** Opening Dataset block **

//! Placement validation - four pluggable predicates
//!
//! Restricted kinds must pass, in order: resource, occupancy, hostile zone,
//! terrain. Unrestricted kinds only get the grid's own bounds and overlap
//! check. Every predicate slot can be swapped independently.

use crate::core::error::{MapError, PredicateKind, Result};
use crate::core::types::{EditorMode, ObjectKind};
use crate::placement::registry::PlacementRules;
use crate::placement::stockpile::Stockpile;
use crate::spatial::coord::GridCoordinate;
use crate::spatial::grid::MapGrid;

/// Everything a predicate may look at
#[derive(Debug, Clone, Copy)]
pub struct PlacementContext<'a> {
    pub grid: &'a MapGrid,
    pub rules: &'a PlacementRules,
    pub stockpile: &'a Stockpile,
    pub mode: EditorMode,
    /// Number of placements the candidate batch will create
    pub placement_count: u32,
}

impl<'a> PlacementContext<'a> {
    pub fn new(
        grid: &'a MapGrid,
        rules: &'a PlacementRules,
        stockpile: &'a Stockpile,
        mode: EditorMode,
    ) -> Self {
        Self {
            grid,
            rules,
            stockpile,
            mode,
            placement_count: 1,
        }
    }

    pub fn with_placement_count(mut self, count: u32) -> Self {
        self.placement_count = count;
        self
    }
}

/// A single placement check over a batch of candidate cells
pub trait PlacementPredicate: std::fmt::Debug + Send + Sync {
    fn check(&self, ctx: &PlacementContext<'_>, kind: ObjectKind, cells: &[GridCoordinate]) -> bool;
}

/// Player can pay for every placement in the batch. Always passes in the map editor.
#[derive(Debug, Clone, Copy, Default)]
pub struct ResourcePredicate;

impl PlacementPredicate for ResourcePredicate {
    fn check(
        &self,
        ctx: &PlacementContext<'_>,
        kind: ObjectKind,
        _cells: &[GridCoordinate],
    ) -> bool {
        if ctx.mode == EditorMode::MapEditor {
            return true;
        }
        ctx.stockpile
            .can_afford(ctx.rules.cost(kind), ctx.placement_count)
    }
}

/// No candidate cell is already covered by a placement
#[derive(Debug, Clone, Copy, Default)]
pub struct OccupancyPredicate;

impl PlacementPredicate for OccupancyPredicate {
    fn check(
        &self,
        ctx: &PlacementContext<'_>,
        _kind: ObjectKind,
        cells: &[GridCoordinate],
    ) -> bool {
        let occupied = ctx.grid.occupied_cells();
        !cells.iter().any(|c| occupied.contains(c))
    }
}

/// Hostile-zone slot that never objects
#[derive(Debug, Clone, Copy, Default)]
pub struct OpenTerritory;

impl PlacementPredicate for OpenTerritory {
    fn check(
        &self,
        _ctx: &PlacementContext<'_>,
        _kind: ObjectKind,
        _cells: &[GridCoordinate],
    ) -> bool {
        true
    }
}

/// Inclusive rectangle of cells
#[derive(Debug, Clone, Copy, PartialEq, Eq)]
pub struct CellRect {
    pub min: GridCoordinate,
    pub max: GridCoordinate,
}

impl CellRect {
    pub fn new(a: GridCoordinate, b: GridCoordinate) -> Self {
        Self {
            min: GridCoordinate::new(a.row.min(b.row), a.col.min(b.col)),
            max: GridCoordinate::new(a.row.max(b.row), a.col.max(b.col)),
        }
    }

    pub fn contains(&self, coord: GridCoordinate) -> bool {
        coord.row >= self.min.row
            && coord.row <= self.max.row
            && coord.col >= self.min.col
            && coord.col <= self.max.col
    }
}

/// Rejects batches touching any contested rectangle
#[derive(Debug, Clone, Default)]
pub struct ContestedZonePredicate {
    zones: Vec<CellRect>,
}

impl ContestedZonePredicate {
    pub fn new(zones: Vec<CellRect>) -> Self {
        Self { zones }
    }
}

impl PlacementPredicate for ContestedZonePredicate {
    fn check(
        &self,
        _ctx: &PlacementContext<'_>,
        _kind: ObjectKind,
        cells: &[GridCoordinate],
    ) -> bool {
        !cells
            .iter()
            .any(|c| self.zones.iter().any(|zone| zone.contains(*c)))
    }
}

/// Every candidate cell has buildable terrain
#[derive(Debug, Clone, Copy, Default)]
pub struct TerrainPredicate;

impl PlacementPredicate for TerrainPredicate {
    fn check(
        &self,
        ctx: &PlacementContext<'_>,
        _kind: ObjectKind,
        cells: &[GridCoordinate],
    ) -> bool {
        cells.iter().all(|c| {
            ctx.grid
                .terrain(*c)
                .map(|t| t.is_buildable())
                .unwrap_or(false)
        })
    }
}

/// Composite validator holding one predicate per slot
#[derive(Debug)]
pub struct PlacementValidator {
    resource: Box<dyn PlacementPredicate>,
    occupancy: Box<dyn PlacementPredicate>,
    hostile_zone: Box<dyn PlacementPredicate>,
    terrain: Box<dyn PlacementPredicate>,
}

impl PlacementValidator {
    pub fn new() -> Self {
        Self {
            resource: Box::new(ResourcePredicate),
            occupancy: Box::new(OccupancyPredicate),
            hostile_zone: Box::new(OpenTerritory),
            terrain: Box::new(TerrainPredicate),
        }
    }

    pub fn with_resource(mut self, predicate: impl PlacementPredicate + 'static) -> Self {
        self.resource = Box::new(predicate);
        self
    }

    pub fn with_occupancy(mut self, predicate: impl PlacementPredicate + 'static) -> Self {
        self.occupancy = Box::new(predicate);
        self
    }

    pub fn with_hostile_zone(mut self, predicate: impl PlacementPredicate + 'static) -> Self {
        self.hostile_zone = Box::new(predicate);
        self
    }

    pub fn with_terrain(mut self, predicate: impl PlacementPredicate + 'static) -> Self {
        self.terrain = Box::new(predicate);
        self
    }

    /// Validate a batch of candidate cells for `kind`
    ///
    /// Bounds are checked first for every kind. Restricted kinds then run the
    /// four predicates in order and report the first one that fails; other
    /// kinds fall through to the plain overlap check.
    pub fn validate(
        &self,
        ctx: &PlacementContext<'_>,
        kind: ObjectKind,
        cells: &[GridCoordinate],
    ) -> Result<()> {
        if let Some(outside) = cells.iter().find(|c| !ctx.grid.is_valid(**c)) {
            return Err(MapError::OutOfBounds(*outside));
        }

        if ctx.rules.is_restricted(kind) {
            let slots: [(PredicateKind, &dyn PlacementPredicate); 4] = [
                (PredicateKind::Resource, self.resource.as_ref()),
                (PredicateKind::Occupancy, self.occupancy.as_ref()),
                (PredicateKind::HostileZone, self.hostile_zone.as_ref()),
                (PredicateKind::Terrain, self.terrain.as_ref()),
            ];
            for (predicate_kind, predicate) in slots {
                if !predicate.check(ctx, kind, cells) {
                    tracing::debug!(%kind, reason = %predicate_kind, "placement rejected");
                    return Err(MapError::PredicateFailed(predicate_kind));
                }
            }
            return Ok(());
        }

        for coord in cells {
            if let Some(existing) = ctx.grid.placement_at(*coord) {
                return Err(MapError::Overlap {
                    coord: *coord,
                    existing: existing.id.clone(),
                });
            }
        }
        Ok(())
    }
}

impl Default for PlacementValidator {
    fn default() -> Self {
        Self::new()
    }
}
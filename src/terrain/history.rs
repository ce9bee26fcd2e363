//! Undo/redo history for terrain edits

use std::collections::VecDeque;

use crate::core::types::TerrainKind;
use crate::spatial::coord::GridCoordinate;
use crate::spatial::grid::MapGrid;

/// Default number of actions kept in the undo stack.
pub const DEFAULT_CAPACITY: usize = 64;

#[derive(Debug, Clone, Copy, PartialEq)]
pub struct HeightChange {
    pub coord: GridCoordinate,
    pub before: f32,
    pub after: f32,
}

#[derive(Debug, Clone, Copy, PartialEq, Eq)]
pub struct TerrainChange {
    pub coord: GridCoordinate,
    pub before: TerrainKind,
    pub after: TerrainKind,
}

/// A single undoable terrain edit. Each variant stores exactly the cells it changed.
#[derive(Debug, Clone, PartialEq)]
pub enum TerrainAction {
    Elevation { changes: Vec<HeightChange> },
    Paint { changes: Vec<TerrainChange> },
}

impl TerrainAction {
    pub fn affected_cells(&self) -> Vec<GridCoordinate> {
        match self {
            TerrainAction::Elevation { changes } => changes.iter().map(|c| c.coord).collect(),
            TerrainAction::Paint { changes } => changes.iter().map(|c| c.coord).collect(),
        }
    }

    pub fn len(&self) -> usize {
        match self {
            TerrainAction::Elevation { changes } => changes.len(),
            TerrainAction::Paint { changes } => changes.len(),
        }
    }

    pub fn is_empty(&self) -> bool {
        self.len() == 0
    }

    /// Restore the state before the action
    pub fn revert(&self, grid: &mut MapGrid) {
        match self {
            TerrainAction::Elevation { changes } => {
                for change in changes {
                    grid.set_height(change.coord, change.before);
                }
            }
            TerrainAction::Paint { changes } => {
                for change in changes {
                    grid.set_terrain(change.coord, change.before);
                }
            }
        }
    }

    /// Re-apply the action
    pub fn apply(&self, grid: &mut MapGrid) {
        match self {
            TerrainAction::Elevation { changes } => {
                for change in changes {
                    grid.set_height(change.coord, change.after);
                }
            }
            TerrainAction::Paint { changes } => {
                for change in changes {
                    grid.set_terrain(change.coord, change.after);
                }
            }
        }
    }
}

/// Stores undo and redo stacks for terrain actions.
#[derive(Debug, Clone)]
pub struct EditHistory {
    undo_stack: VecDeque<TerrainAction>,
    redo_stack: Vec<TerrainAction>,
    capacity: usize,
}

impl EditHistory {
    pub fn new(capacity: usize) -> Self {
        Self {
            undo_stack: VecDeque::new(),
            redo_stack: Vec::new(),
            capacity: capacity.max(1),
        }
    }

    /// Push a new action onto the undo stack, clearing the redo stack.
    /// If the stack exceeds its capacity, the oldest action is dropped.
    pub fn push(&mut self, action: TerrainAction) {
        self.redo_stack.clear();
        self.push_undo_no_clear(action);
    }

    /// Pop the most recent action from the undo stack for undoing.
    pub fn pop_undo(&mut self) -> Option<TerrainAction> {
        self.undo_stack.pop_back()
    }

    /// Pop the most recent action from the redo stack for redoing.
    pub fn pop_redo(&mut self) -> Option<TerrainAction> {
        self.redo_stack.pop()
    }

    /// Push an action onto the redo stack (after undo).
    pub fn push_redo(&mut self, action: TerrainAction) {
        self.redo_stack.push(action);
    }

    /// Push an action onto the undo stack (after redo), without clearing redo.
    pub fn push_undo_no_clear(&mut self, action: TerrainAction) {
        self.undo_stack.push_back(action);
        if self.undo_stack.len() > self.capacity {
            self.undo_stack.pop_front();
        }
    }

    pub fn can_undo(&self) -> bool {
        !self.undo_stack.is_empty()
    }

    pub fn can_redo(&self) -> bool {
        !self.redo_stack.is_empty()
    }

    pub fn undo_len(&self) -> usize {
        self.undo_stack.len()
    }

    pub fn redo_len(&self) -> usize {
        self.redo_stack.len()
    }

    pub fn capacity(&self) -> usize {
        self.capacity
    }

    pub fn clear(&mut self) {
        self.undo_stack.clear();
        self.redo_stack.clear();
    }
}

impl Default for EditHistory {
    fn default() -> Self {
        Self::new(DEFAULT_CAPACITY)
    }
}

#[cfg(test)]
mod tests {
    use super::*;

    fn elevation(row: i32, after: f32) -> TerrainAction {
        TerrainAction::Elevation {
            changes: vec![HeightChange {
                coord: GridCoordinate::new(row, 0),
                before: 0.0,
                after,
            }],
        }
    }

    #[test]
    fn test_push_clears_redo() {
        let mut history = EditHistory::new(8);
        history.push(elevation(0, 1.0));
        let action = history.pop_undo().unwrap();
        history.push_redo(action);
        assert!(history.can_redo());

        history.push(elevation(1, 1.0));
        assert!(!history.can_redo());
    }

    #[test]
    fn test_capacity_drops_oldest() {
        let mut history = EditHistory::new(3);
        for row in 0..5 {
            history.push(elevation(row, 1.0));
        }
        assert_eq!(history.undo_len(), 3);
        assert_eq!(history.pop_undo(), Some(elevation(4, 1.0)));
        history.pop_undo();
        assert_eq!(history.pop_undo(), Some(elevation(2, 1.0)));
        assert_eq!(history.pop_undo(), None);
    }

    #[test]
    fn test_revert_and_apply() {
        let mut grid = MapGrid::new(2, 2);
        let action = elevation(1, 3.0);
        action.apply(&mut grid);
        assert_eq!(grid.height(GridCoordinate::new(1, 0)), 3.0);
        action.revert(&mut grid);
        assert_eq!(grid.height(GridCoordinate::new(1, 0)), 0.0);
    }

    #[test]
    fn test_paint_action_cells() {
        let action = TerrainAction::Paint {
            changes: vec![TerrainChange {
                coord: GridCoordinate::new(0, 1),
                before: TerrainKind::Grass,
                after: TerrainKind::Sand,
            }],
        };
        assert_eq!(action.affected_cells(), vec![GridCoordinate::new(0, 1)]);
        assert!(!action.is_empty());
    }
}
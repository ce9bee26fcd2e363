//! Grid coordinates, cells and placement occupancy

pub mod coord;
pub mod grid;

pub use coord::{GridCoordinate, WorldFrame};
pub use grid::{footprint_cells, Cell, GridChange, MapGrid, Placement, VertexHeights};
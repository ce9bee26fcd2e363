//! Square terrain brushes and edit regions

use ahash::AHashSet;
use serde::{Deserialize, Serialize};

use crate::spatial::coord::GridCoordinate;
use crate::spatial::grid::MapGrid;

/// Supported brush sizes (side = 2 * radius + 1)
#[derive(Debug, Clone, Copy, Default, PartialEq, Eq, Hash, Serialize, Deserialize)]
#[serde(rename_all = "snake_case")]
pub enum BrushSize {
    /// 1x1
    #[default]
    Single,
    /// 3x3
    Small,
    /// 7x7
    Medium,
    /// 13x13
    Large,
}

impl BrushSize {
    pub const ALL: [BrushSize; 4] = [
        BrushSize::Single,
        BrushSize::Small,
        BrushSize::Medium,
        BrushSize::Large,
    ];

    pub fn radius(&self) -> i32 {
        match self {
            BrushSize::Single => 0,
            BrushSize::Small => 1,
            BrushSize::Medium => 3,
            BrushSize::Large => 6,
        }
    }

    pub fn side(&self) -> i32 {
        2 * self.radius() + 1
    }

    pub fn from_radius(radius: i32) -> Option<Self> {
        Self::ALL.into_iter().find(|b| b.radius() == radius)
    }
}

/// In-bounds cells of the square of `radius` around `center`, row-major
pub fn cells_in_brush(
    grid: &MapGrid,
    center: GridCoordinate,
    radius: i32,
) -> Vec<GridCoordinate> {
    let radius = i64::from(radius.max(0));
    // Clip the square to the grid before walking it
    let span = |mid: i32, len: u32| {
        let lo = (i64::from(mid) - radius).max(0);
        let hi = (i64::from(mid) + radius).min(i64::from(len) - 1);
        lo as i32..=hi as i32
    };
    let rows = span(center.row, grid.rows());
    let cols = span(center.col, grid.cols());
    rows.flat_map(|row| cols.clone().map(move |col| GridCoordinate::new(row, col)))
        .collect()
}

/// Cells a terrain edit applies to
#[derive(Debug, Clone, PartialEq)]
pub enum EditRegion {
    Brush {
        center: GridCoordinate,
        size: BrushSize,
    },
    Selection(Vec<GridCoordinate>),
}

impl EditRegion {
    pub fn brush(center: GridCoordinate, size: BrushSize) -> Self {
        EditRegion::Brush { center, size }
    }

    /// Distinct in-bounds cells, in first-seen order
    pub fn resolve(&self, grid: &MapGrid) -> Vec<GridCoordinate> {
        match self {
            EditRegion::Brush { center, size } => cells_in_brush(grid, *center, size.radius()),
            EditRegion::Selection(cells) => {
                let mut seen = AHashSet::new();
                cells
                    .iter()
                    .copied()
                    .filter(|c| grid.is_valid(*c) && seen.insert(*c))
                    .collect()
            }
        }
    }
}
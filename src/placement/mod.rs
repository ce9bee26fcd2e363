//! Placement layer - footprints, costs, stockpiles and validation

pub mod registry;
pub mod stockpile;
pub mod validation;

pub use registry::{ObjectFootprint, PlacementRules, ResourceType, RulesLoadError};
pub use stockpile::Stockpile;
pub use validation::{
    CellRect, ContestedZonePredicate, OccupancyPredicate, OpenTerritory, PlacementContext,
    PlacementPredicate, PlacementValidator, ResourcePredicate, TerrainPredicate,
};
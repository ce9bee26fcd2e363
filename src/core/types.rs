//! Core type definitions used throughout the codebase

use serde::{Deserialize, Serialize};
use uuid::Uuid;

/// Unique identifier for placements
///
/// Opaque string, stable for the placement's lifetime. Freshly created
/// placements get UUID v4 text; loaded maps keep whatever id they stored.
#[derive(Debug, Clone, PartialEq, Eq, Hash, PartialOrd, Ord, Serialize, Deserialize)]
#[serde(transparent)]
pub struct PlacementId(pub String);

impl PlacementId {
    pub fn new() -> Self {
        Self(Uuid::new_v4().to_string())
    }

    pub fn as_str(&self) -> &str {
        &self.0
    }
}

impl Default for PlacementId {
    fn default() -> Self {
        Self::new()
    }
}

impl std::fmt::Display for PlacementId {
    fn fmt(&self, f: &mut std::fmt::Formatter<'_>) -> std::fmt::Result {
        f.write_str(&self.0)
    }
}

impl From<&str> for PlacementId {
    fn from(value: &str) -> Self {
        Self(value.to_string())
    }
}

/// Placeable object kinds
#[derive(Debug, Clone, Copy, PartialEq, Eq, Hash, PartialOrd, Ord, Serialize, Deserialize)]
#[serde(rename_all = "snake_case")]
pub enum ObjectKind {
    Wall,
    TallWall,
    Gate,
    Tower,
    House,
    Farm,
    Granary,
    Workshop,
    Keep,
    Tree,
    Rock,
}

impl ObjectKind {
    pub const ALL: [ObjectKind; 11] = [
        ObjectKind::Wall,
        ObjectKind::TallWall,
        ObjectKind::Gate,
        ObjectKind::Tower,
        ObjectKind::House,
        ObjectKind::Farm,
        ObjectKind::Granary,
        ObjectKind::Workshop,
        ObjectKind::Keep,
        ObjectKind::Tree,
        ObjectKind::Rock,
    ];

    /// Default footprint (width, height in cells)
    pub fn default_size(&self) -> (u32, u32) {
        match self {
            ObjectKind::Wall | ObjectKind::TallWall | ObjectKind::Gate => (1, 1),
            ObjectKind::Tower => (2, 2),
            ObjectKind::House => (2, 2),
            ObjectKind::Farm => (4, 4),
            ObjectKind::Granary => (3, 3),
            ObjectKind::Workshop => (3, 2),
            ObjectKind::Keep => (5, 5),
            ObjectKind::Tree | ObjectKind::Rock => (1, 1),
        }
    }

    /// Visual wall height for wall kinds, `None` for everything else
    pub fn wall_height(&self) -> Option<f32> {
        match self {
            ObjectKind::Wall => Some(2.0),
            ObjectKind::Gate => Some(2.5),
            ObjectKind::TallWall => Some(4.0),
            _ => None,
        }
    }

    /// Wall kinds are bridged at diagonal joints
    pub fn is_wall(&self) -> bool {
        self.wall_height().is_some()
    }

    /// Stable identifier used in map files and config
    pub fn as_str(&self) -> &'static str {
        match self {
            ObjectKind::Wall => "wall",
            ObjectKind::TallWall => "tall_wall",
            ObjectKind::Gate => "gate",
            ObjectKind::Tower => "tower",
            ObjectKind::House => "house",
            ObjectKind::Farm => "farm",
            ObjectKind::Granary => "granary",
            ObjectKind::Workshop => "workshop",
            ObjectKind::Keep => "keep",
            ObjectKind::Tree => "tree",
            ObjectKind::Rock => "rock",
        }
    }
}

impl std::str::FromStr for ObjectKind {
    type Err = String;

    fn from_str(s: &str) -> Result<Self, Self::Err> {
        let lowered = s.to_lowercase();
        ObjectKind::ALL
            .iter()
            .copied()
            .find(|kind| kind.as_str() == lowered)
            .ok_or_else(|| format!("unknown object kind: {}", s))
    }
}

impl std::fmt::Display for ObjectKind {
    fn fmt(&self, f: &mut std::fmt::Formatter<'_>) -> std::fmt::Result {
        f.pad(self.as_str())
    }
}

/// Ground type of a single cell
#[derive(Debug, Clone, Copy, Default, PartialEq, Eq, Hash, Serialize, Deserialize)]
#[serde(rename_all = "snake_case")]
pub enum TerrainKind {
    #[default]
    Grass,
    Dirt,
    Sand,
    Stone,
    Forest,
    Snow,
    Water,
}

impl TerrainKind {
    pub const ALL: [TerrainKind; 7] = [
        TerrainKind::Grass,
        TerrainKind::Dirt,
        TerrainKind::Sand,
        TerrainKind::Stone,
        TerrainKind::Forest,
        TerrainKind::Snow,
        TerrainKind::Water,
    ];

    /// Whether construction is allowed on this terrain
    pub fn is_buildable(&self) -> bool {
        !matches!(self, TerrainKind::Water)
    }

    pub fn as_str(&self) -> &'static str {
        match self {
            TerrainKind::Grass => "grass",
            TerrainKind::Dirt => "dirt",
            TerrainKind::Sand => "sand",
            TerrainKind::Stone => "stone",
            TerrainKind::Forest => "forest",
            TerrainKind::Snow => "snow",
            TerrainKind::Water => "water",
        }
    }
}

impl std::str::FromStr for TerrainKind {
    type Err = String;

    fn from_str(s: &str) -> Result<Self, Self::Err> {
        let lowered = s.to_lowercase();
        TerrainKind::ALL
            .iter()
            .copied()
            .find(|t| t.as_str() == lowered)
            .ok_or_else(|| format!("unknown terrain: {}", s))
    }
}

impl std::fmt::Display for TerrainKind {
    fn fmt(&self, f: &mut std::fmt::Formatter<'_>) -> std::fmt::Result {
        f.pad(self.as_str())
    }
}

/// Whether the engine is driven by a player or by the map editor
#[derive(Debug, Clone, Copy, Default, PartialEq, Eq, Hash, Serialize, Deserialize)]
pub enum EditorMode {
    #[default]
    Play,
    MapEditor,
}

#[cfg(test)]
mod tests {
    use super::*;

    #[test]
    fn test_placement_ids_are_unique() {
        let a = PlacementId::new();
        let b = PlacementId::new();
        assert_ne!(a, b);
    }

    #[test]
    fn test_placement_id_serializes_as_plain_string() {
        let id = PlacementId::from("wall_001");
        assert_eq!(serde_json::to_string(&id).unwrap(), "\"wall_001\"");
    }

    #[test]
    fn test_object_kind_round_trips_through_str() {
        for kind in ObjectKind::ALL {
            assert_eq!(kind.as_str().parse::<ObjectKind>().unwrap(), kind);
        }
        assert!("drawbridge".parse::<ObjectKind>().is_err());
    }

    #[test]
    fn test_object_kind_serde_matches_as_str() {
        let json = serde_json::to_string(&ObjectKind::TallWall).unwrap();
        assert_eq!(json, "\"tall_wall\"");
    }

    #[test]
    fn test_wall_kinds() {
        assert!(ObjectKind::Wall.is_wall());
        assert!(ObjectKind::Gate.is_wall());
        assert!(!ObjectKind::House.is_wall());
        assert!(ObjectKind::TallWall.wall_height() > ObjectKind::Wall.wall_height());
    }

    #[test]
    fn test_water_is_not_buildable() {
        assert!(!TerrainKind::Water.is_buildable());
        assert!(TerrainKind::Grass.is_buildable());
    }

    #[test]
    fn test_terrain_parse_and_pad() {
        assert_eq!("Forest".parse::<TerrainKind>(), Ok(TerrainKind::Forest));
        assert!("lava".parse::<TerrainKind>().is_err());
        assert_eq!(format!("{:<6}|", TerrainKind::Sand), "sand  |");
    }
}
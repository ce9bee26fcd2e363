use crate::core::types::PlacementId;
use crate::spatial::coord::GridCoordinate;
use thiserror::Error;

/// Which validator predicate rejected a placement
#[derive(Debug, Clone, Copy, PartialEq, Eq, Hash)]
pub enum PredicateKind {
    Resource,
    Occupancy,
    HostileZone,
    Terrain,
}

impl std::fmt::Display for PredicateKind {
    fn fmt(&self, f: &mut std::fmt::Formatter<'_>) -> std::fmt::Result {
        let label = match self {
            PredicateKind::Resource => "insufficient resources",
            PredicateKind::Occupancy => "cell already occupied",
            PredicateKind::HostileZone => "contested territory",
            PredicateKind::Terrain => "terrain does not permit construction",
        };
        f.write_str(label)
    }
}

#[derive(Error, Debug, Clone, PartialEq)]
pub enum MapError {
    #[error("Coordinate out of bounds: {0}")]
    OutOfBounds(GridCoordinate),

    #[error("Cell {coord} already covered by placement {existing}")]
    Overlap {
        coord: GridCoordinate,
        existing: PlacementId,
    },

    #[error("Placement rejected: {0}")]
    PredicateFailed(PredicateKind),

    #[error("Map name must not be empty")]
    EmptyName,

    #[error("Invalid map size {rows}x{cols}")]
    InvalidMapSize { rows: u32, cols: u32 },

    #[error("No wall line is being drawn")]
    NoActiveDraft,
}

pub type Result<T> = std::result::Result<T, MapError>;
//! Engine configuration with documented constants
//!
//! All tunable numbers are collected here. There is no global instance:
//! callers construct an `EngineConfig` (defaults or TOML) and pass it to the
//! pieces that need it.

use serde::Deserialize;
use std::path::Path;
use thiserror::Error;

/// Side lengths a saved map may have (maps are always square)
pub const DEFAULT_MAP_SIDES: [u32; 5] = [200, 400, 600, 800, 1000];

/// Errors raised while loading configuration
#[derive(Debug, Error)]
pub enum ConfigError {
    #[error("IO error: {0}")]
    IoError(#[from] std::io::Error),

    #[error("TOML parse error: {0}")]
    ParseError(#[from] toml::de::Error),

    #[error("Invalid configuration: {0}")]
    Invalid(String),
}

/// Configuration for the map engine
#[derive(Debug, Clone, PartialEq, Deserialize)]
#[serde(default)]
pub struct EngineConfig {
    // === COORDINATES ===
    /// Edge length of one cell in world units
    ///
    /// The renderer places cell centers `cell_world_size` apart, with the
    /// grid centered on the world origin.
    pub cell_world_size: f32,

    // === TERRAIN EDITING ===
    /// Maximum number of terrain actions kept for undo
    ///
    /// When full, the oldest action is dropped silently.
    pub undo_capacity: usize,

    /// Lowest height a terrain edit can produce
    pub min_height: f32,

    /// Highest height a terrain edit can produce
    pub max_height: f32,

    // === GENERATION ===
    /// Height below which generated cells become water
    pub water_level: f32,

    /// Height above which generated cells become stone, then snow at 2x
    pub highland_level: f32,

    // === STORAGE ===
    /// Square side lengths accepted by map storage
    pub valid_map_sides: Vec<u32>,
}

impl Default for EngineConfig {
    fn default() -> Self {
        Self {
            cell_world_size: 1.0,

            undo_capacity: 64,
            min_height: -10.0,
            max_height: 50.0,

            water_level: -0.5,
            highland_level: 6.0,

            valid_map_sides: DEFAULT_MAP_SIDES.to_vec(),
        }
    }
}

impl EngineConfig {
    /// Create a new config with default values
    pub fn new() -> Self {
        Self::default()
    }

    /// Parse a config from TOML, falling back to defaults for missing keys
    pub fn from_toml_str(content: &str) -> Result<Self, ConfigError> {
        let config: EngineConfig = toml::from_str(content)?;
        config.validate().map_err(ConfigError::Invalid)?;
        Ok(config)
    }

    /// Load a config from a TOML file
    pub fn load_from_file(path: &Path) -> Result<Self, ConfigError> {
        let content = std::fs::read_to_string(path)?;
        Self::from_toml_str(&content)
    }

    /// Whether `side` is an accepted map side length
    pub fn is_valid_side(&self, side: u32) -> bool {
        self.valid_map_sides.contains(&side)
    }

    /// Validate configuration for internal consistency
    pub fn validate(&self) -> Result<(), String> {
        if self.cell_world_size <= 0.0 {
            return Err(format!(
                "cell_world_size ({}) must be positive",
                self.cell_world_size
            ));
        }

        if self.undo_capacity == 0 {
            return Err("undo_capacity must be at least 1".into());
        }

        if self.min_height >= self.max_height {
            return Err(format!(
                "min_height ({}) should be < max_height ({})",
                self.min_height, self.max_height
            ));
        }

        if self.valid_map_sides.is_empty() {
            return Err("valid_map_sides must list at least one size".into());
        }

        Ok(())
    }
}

** Closing Dataset block **

Task instructions: Set down only the lines above that fall between the line holding "with default values" and the line holding "should be <", inclusive, keeping each exact.

Answer space:
    /// Create a new config with default values
    pub fn new() -> Self {
        Self::default()
    }

    /// Parse a config from TOML, falling back to defaults for missing keys
    pub fn from_toml_str(content: &str) -> Result<Self, ConfigError> {
        let config: EngineConfig = toml::from_str(content)?;
        config.validate().map_err(ConfigError::Invalid)?;
        Ok(config)
    }

    /// Load a config from a TOML file
    pub fn load_from_file(path: &Path) -> Result<Self, ConfigError> {
        let content = std::fs::read_to_string(path)?;
        Self::from_toml_str(&content)
    }

    /// Whether `side` is an accepted map side length
    pub fn is_valid_side(&self, side: u32) -> bool {
        self.valid_map_sides.contains(&side)
    }

    /// Validate configuration for internal consistency
    pub fn validate(&self) -> Result<(), String> {
        if self.cell_world_size <= 0.0 {
            return Err(format!(
                "cell_world_size ({}) must be positive",
                self.cell_world_size
            ));
        }

        if self.undo_capacity == 0 {
            return Err("undo_capacity must be at least 1".into());
        }

        if self.min_height >= self.max_height {
            return Err(format!(
                "min_height ({}) should be < max_height ({})",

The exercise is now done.